• What the task requires: Your response should be every line from the entries that includes the string "PatchParams".

Stored data:
====

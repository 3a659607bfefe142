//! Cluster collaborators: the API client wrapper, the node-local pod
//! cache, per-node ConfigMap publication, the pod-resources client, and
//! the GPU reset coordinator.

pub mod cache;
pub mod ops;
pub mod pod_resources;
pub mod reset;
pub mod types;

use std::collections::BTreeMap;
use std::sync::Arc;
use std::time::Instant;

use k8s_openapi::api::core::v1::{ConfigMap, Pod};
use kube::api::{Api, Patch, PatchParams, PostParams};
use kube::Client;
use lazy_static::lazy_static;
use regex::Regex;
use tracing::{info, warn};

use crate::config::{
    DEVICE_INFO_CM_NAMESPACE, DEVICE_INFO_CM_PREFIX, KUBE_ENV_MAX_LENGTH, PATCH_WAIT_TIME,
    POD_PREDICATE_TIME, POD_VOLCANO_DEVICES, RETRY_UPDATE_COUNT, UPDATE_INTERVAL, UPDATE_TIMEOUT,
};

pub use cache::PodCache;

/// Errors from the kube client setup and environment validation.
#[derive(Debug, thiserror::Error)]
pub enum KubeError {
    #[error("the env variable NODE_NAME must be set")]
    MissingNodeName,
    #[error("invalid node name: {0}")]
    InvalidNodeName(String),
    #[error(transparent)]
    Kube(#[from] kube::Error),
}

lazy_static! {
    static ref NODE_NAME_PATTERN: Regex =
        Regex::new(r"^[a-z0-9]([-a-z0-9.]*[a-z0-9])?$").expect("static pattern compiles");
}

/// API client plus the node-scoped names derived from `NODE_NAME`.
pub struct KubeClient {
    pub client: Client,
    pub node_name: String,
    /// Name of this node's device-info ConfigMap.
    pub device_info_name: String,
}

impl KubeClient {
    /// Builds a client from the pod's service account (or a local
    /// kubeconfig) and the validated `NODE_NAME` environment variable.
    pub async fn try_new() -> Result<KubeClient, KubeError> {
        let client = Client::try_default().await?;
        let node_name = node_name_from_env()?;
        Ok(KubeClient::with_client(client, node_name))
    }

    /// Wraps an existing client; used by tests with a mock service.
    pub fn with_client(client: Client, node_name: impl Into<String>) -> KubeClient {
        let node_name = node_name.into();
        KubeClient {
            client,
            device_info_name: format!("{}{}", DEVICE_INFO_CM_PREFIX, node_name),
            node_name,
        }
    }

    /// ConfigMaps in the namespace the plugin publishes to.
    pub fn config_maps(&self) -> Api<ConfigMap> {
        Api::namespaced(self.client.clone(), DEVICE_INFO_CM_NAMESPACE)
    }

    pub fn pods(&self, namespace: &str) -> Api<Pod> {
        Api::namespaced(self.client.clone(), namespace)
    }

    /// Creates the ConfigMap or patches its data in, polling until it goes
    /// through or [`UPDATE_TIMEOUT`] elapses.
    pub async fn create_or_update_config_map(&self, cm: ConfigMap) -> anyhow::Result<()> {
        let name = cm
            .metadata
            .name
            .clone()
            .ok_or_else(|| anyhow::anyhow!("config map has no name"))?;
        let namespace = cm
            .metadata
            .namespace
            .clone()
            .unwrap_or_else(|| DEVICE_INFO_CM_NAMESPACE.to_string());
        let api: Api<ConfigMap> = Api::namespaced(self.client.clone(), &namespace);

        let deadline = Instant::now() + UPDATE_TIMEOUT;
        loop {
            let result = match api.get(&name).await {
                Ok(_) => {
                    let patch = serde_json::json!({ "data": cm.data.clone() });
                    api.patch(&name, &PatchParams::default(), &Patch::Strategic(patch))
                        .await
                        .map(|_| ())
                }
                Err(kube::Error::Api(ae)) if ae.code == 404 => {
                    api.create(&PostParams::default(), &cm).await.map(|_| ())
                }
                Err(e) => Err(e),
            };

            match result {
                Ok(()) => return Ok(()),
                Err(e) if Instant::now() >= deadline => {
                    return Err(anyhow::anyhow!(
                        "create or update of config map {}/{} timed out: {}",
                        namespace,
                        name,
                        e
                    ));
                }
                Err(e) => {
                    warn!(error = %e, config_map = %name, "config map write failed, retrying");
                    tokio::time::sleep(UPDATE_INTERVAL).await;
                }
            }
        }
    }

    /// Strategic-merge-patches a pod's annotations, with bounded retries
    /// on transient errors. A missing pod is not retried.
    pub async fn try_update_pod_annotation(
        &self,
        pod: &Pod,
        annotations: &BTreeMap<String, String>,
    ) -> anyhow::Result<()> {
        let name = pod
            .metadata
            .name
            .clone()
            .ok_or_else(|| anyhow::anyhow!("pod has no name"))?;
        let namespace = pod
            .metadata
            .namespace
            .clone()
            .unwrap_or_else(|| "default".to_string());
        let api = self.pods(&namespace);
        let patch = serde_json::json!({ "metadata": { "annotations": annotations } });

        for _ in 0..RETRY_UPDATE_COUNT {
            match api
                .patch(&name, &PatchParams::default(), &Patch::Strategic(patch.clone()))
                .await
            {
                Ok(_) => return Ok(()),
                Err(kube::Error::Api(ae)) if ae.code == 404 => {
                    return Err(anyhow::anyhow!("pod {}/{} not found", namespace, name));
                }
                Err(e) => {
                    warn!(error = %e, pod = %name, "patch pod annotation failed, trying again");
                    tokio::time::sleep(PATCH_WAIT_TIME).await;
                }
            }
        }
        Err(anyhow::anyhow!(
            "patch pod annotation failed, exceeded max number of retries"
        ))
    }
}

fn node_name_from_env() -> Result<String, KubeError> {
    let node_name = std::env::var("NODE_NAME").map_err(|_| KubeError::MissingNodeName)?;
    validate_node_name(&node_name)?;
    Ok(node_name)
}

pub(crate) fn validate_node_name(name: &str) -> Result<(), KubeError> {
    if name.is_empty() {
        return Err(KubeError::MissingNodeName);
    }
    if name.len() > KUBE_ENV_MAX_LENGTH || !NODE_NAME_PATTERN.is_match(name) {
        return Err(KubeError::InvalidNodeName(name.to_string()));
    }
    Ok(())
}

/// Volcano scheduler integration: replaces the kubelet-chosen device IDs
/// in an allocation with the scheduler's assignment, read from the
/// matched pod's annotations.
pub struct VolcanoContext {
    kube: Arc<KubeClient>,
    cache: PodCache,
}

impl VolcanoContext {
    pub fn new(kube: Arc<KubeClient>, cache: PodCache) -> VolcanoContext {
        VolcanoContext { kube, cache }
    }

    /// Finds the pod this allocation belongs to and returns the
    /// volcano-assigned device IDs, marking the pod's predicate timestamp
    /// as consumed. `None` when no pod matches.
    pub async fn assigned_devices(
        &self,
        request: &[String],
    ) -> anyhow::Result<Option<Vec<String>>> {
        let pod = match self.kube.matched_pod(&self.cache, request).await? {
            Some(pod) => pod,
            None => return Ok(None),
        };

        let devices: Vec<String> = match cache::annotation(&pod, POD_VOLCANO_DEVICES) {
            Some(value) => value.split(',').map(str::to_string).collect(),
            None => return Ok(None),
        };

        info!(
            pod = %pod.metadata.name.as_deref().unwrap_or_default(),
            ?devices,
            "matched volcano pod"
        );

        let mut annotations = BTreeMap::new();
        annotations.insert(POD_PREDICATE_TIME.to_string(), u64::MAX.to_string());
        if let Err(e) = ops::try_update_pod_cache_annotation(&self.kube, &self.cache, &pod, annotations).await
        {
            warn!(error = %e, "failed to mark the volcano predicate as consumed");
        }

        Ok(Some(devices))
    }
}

====

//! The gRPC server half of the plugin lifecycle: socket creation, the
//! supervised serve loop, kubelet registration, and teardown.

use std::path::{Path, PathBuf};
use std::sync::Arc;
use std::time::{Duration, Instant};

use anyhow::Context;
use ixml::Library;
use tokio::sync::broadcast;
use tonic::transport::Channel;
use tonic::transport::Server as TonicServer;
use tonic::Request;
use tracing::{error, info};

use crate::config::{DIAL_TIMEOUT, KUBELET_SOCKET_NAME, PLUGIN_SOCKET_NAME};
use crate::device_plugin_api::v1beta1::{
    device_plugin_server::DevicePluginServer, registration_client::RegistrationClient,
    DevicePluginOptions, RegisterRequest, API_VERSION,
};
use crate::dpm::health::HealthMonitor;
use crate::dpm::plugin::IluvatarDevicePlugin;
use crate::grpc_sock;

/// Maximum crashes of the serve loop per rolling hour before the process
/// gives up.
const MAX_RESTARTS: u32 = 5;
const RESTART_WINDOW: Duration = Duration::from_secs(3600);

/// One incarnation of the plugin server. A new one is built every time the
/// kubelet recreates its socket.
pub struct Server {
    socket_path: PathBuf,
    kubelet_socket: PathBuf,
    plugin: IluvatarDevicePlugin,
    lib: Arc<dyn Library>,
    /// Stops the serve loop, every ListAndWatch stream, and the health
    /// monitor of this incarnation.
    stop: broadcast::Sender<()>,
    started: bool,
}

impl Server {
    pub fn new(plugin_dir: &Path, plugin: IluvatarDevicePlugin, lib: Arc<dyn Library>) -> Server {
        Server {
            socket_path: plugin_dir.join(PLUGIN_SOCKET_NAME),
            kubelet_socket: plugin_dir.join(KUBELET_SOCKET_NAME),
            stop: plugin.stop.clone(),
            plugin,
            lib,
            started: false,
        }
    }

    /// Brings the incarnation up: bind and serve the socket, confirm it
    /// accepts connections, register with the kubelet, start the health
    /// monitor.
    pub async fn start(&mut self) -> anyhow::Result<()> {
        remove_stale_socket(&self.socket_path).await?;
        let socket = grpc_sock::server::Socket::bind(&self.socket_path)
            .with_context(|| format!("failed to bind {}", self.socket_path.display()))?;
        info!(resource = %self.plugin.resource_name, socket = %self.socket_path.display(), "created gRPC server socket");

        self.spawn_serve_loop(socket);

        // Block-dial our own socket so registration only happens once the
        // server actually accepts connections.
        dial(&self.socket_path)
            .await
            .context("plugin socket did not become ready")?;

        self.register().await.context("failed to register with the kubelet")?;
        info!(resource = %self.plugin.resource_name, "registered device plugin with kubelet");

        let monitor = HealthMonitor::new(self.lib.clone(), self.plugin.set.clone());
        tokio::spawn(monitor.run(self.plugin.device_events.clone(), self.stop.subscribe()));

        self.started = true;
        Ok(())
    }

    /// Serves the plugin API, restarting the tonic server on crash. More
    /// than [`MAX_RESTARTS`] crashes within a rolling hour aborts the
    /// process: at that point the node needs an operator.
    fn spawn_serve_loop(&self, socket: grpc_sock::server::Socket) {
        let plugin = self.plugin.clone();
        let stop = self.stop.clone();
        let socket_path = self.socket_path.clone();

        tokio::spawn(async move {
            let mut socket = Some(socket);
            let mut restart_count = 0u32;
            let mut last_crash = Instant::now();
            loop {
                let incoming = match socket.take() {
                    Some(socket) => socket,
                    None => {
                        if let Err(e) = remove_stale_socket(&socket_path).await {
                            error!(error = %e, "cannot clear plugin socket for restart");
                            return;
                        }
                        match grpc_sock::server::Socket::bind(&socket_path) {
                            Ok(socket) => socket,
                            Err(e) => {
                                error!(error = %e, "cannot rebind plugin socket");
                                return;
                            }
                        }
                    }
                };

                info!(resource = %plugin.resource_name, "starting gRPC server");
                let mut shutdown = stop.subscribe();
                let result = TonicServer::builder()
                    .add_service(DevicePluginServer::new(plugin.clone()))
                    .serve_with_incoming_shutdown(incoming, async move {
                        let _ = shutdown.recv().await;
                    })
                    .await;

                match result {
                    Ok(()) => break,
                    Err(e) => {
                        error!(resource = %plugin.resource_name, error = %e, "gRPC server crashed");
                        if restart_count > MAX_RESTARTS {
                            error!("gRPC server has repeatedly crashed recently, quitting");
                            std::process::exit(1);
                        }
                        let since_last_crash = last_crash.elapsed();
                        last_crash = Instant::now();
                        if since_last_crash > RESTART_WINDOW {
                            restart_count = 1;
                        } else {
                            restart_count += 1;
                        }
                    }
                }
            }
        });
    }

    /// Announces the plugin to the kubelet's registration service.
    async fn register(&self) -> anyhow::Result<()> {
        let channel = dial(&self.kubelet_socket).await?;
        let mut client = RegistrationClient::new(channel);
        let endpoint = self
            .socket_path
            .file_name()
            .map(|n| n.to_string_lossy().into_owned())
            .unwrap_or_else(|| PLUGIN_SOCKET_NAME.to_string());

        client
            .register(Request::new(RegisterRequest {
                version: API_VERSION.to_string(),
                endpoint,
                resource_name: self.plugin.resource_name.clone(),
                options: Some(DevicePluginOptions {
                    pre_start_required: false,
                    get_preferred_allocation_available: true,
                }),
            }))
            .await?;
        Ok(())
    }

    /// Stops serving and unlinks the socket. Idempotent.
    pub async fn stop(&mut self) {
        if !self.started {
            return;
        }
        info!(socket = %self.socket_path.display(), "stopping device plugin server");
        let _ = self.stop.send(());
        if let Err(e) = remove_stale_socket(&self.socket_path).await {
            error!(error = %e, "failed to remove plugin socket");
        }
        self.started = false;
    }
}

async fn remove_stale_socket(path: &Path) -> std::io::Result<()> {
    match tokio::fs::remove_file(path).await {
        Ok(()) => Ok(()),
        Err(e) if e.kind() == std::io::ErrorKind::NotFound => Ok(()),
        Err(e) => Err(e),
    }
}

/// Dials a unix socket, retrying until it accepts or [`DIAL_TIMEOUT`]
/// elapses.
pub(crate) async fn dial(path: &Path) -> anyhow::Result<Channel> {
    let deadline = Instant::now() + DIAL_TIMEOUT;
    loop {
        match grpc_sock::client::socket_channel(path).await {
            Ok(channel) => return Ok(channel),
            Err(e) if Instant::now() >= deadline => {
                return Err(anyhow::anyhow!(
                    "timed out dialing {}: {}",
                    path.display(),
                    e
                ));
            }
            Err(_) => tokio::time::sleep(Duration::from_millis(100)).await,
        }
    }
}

====

• Expected output:
use kube::api::{Api, Patch, PatchParams, PostParams};
                    api.patch(&name, &PatchParams::default(), &Patch::Strategic(patch))
                .patch(&name, &PatchParams::default(), &Patch::Strategic(patch.clone()))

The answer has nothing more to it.